(What to do)
Beginning with the first line, copy out each line of the material until the line containing "use std::collections::HashMap;" has been copied as well.
-- Records for the exercise follows --
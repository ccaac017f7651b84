//! Commands module - CLI command implementations.
//!
//! Each command is implemented in its own module for separation of concerns.

pub mod migrate;
pub mod seed;
pub mod serve;
//! Case read access. All queries consume the caller's `CaseScope` as a
//! SQL condition, so list and single-record fetches can never disagree
//! about visibility.

use std::collections::HashMap;

use async_trait::async_trait;
use sea_orm::sea_query::extension::postgres::PgExpr;
use sea_orm::sea_query::Expr;
use sea_orm::{
    ColumnTrait, Condition, DatabaseConnection, EntityTrait, LoaderTrait, QueryFilter, QueryOrder,
};
use uuid::Uuid;

use super::entities::{case, case_history, case_type, client_profile, document, employee_profile, user};
use crate::domain::{
    AssigneeSummary, Case, CaseDetail, CaseFilters, CaseHistoryView, CaseListItem, CaseScope,
    CaseType, CaseTypeSummary, ClientSummary, DocumentView, UserSummary,
};
use crate::errors::{AppError, AppResult};

#[cfg(any(test, feature = "test-utils"))]
use mockall::automock;

/// Case repository trait for dependency injection.
#[cfg_attr(any(test, feature = "test-utils"), automock)]
#[async_trait]
pub trait CaseRepository: Send + Sync {
    /// Cases visible under the scope, filtered, newest first
    async fn list(&self, scope: &CaseScope, filters: &CaseFilters) -> AppResult<Vec<CaseListItem>>;

    /// A single case, only if the scope permits it
    async fn find_in_scope(&self, scope: &CaseScope, id: Uuid) -> AppResult<Option<Case>>;

    /// Full detail with history and documents, only if the scope permits it
    async fn find_detail(&self, scope: &CaseScope, id: Uuid) -> AppResult<Option<CaseDetail>>;

    /// A document under a case. Scope must have been checked on the case.
    async fn find_document(
        &self,
        case_id: Uuid,
        document_id: Uuid,
    ) -> AppResult<Option<DocumentView>>;

    /// Active case types
    async fn list_case_types(&self) -> AppResult<Vec<CaseType>>;
}

/// Translate a scope into a SQL condition on the cases table.
///
/// `Client(None)` (caller's role expects a profile they don't have) becomes
/// a condition that matches no row, so lists are empty and fetches miss.
fn scope_condition(scope: &CaseScope) -> Condition {
    match scope {
        CaseScope::Unrestricted => Condition::all(),
        CaseScope::Client(Some(client_id)) => {
            Condition::all().add(case::Column::ClientId.eq(*client_id))
        }
        // Primary key is never NULL: matches nothing
        CaseScope::Client(None) => Condition::all().add(case::Column::Id.is_null()),
        CaseScope::Employee {
            profile_id,
            user_id,
        } => {
            let mut cond = Condition::any().add(case::Column::CreatedById.eq(*user_id));
            if let Some(profile_id) = profile_id {
                cond = cond.add(case::Column::AssignedToId.eq(*profile_id));
            }
            cond
        }
    }
}

/// Combine scope with the optional list filters.
fn list_condition(scope: &CaseScope, filters: &CaseFilters) -> Condition {
    let mut condition = Condition::all().add(scope_condition(scope));

    if let Some(status) = &filters.status {
        condition = condition.add(case::Column::Status.eq(status.as_str()));
    }
    if let Some(priority) = &filters.priority {
        condition = condition.add(case::Column::Priority.eq(priority.to_string()));
    }
    if let Some(search) = &filters.search {
        let pattern = format!("%{}%", search);
        condition = condition.add(
            Condition::any()
                .add(Expr::col(case::Column::Title).ilike(pattern.clone()))
                .add(Expr::col(case::Column::Description).ilike(pattern.clone()))
                .add(Expr::col(case::Column::Location).ilike(pattern)),
        );
    }

    condition
}

fn case_type_summary(model: case_type::Model) -> CaseTypeSummary {
    CaseTypeSummary {
        id: model.id,
        name: model.name,
        description: model.description,
    }
}

fn client_summary(model: client_profile::Model) -> ClientSummary {
    ClientSummary {
        id: model.id,
        company_name: model.company_name,
        contact_person: model.contact_person,
    }
}

fn user_summary(model: user::Model, with_email: bool) -> UserSummary {
    UserSummary {
        id: model.id,
        name: model.name,
        email: with_email.then_some(model.email),
    }
}

/// SeaORM-backed case store
pub struct CaseStore {
    db: DatabaseConnection,
}

impl CaseStore {
    pub fn new(db: DatabaseConnection) -> Self {
        Self { db }
    }

    /// Resolve an assigned employee profile together with its user's name
    async fn assignee_summary(
        &self,
        profile: employee_profile::Model,
    ) -> AppResult<AssigneeSummary> {
        let assignee_user = user::Entity::find_by_id(profile.user_id)
            .one(&self.db)
            .await
            .map_err(AppError::from)?;

        Ok(AssigneeSummary {
            id: profile.id,
            department: profile.department,
            position: profile.position,
            user: assignee_user.map(|u| user_summary(u, false)),
        })
    }
}

#[async_trait]
impl CaseRepository for CaseStore {
    async fn list(&self, scope: &CaseScope, filters: &CaseFilters) -> AppResult<Vec<CaseListItem>> {
        let models = case::Entity::find()
            .filter(list_condition(scope, filters))
            .order_by_desc(case::Column::CreatedAt)
            .all(&self.db)
            .await
            .map_err(AppError::from)?;

        // Batch-load related records, aligned with `models`
        let case_types = models
            .load_one(case_type::Entity, &self.db)
            .await
            .map_err(AppError::from)?;
        let clients = models
            .load_one(client_profile::Entity, &self.db)
            .await
            .map_err(AppError::from)?;
        let creators = models
            .load_one(user::Entity, &self.db)
            .await
            .map_err(AppError::from)?;
        let assignees = models
            .load_one(employee_profile::Entity, &self.db)
            .await
            .map_err(AppError::from)?;

        // One extra query resolves the assignees' display names
        let assignee_user_ids: Vec<Uuid> = assignees
            .iter()
            .flatten()
            .map(|p| p.user_id)
            .collect();
        let assignee_users: HashMap<Uuid, user::Model> = if assignee_user_ids.is_empty() {
            HashMap::new()
        } else {
            user::Entity::find()
                .filter(user::Column::Id.is_in(assignee_user_ids))
                .all(&self.db)
                .await
                .map_err(AppError::from)?
                .into_iter()
                .map(|u| (u.id, u))
                .collect()
        };

        let items = models
            .into_iter()
            .zip(case_types)
            .zip(clients)
            .zip(creators)
            .zip(assignees)
            .map(|((((model, case_type), client), creator), assignee)| CaseListItem {
                case: Case::from(model),
                case_type: case_type.map(case_type_summary),
                client: client.map(client_summary),
                created_by: creator.map(|u| user_summary(u, true)),
                assigned_to: assignee.map(|profile| {
                    let assignee_user = assignee_users.get(&profile.user_id).cloned();
                    AssigneeSummary {
                        id: profile.id,
                        department: profile.department,
                        position: profile.position,
                        user: assignee_user.map(|u| user_summary(u, false)),
                    }
                }),
            })
            .collect();

        Ok(items)
    }

    async fn find_in_scope(&self, scope: &CaseScope, id: Uuid) -> AppResult<Option<Case>> {
        let model = case::Entity::find_by_id(id)
            .filter(scope_condition(scope))
            .one(&self.db)
            .await
            .map_err(AppError::from)?;

        Ok(model.map(Case::from))
    }

    async fn find_detail(&self, scope: &CaseScope, id: Uuid) -> AppResult<Option<CaseDetail>> {
        let Some(model) = case::Entity::find_by_id(id)
            .filter(scope_condition(scope))
            .one(&self.db)
            .await
            .map_err(AppError::from)?
        else {
            return Ok(None);
        };

        let case_type = case_type::Entity::find_by_id(model.case_type_id)
            .one(&self.db)
            .await
            .map_err(AppError::from)?;
        let client = client_profile::Entity::find_by_id(model.client_id)
            .one(&self.db)
            .await
            .map_err(AppError::from)?;
        let creator = user::Entity::find_by_id(model.created_by_id)
            .one(&self.db)
            .await
            .map_err(AppError::from)?;

        let assigned_to = match model.assigned_to_id {
            Some(profile_id) => {
                let profile = employee_profile::Entity::find_by_id(profile_id)
                    .one(&self.db)
                    .await
                    .map_err(AppError::from)?;
                match profile {
                    Some(p) => Some(self.assignee_summary(p).await?),
                    None => None,
                }
            }
            None => None,
        };

        let history = case_history::Entity::find()
            .filter(case_history::Column::CaseId.eq(id))
            .order_by_desc(case_history::Column::CreatedAt)
            .find_also_related(user::Entity)
            .all(&self.db)
            .await
            .map_err(AppError::from)?
            .into_iter()
            .map(|(entry, actor)| CaseHistoryView {
                entry: entry.into(),
                user: actor.map(|u| user_summary(u, false)),
            })
            .collect();

        let documents = document::Entity::find()
            .filter(document::Column::CaseId.eq(id))
            .order_by_desc(document::Column::UploadedAt)
            .find_also_related(user::Entity)
            .all(&self.db)
            .await
            .map_err(AppError::from)?
            .into_iter()
            .map(|(doc, uploader)| DocumentView {
                document: doc.into(),
                uploaded_by: uploader.map(|u| user_summary(u, false)),
            })
            .collect();

        Ok(Some(CaseDetail {
            case: Case::from(model),
            case_type: case_type.map(case_type_summary),
            client: client.map(client_summary),
            created_by: creator.map(|u| user_summary(u, true)),
            assigned_to,
            history,
            documents,
        }))
    }

    async fn find_document(
        &self,
        case_id: Uuid,
        document_id: Uuid,
    ) -> AppResult<Option<DocumentView>> {
        let row = document::Entity::find_by_id(document_id)
            .filter(document::Column::CaseId.eq(case_id))
            .find_also_related(user::Entity)
            .one(&self.db)
            .await
            .map_err(AppError::from)?;

        Ok(row.map(|(doc, uploader)| DocumentView {
            document: doc.into(),
            uploaded_by: uploader.map(|u| user_summary(u, false)),
        }))
    }

    async fn list_case_types(&self) -> AppResult<Vec<CaseType>> {
        let models = case_type::Entity::find()
            .filter(case_type::Column::IsActive.eq(true))
            .all(&self.db)
            .await
            .map_err(AppError::from)?;

        Ok(models.into_iter().map(CaseType::from).collect())
    }
}

#[cfg(test)]
mod tests {
    use super::*;
    use sea_orm::sea_query::{PostgresQueryBuilder, QueryStatementBuilder};
    use sea_orm::QueryTrait;

    fn list_sql(scope: &CaseScope, filters: &CaseFilters) -> String {
        case::Entity::find()
            .filter(list_condition(scope, filters))
            .into_query()
            .to_string(PostgresQueryBuilder)
    }

    #[test]
    fn unrestricted_scope_adds_no_conditions() {
        let sql = list_sql(&CaseScope::Unrestricted, &CaseFilters::default());
        assert!(!sql.contains("WHERE"), "{sql}");
    }

    #[test]
    fn search_filter_is_case_insensitive_over_all_text_columns() {
        let filters = CaseFilters {
            search: Some("Bangkok".to_string()),
            ..Default::default()
        };
        let sql = list_sql(&CaseScope::Unrestricted, &filters);

        assert!(sql.contains("ILIKE"), "{sql}");
        assert!(sql.contains("%Bangkok%"), "{sql}");
        for column in ["title", "description", "location"] {
            assert!(sql.contains(column), "{column} missing: {sql}");
        }
    }

    #[test]
    fn client_scope_restricts_to_the_profile() {
        let client_id = Uuid::new_v4();
        let sql = list_sql(&CaseScope::Client(Some(client_id)), &CaseFilters::default());

        assert!(sql.contains("client_id"), "{sql}");
        assert!(sql.contains(&client_id.to_string()), "{sql}");
    }

    #[test]
    fn client_scope_without_profile_matches_no_rows() {
        let sql = list_sql(&CaseScope::Client(None), &CaseFilters::default());
        assert!(sql.contains("IS NULL"), "{sql}");
    }

    #[test]
    fn employee_scope_covers_created_and_assigned_cases() {
        let scope = CaseScope::Employee {
            profile_id: Some(Uuid::new_v4()),
            user_id: Uuid::new_v4(),
        };
        let sql = list_sql(&scope, &CaseFilters::default());

        assert!(sql.contains("created_by_id"), "{sql}");
        assert!(sql.contains("assigned_to_id"), "{sql}");
        assert!(sql.contains(" OR "), "{sql}");
    }

    #[test]
    fn status_and_priority_filters_compose_with_scope() {
        let user_id = Uuid::new_v4();
        let filters = CaseFilters {
            status: Some("OPEN".to_string()),
            priority: Some(crate::domain::CasePriority::Urgent),
            search: None,
        };
        let scope = CaseScope::Employee {
            profile_id: None,
            user_id,
        };
        let sql = list_sql(&scope, &filters);

        assert!(sql.contains("'OPEN'"), "{sql}");
        assert!(sql.contains("'URGENT'"), "{sql}");
        assert!(sql.contains(&user_id.to_string()), "{sql}");
    }
}
//! Password value object - salted one-way hashing for credentials.

use argon2::{
    password_hash::{rand_core::OsRng, PasswordHash, PasswordHasher, PasswordVerifier, SaltString},
    Argon2,
};

use crate::config::MIN_PASSWORD_LENGTH;
use crate::errors::{AppError, AppResult};

/// Password value object that handles hashing and verification.
#[derive(Clone)]
pub struct Password {
    hash: String,
}

// Don't expose hash in debug output (security)
impl std::fmt::Debug for Password {
    fn fmt(&self, f: &mut std::fmt::Formatter<'_>) -> std::fmt::Result {
        f.debug_struct("Password")
            .field("hash", &"[REDACTED]")
            .finish()
    }
}

impl Password {
    /// Create a new password by hashing the plain text.
    ///
    /// # Errors
    /// Returns validation error if password is too short.
    pub fn new(plain_text: &str) -> AppResult<Self> {
        if plain_text.len() < MIN_PASSWORD_LENGTH as usize {
            return Err(AppError::validation(format!(
                "Password must be at least {} characters",
                MIN_PASSWORD_LENGTH
            )));
        }

        let hash = Self::hash(plain_text)?;
        Ok(Self { hash })
    }

    /// Create a Password from an existing hash (from database).
    pub fn from_hash(hash: String) -> Self {
        Self { hash }
    }

    /// Get the hash string for storage.
    pub fn as_str(&self) -> &str {
        &self.hash
    }

    /// Consume and return the hash string.
    pub fn into_string(self) -> String {
        self.hash
    }

    /// Verify a plain text password against this hash.
    pub fn verify(&self, plain_text: &str) -> bool {
        Self::verify_hash(plain_text, &self.hash).unwrap_or(false)
    }

    fn hash(plain_text: &str) -> AppResult<String> {
        let salt = SaltString::generate(&mut OsRng);
        let hash = Self::argon2()
            .hash_password(plain_text.as_bytes(), &salt)
            .map_err(|e| AppError::internal(format!("Password hash failed: {}", e)))?;
        Ok(hash.to_string())
    }

    fn verify_hash(plain_text: &str, hash: &str) -> AppResult<bool> {
        let parsed = PasswordHash::new(hash)
            .map_err(|e| AppError::internal(format!("Invalid hash format: {}", e)))?;
        Ok(Self::argon2()
            .verify_password(plain_text.as_bytes(), &parsed)
            .is_ok())
    }

    #[inline]
    fn argon2() -> Argon2<'static> {
        Argon2::default()
    }
}

impl From<Password> for String {
    fn from(password: Password) -> Self {
        password.hash
    }
}

impl PartialEq for Password {
    fn eq(&self, other: &Self) -> bool {
        self.hash == other.hash
    }
}

impl Eq for Password {}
-- Records for the exercise concluded --
(Written reply)
repository ccaac017f7651b84
//! Commands module - CLI command implementations.
//!
//! Each command is implemented in its own module for separation of concerns.

pub mod migrate;
pub mod seed;
pub mod serve;
//! Case read access. All queries consume the caller's `CaseScope` as a
//! SQL condition, so list and single-record fetches can never disagree
//! about visibility.

use std::collections::HashMap;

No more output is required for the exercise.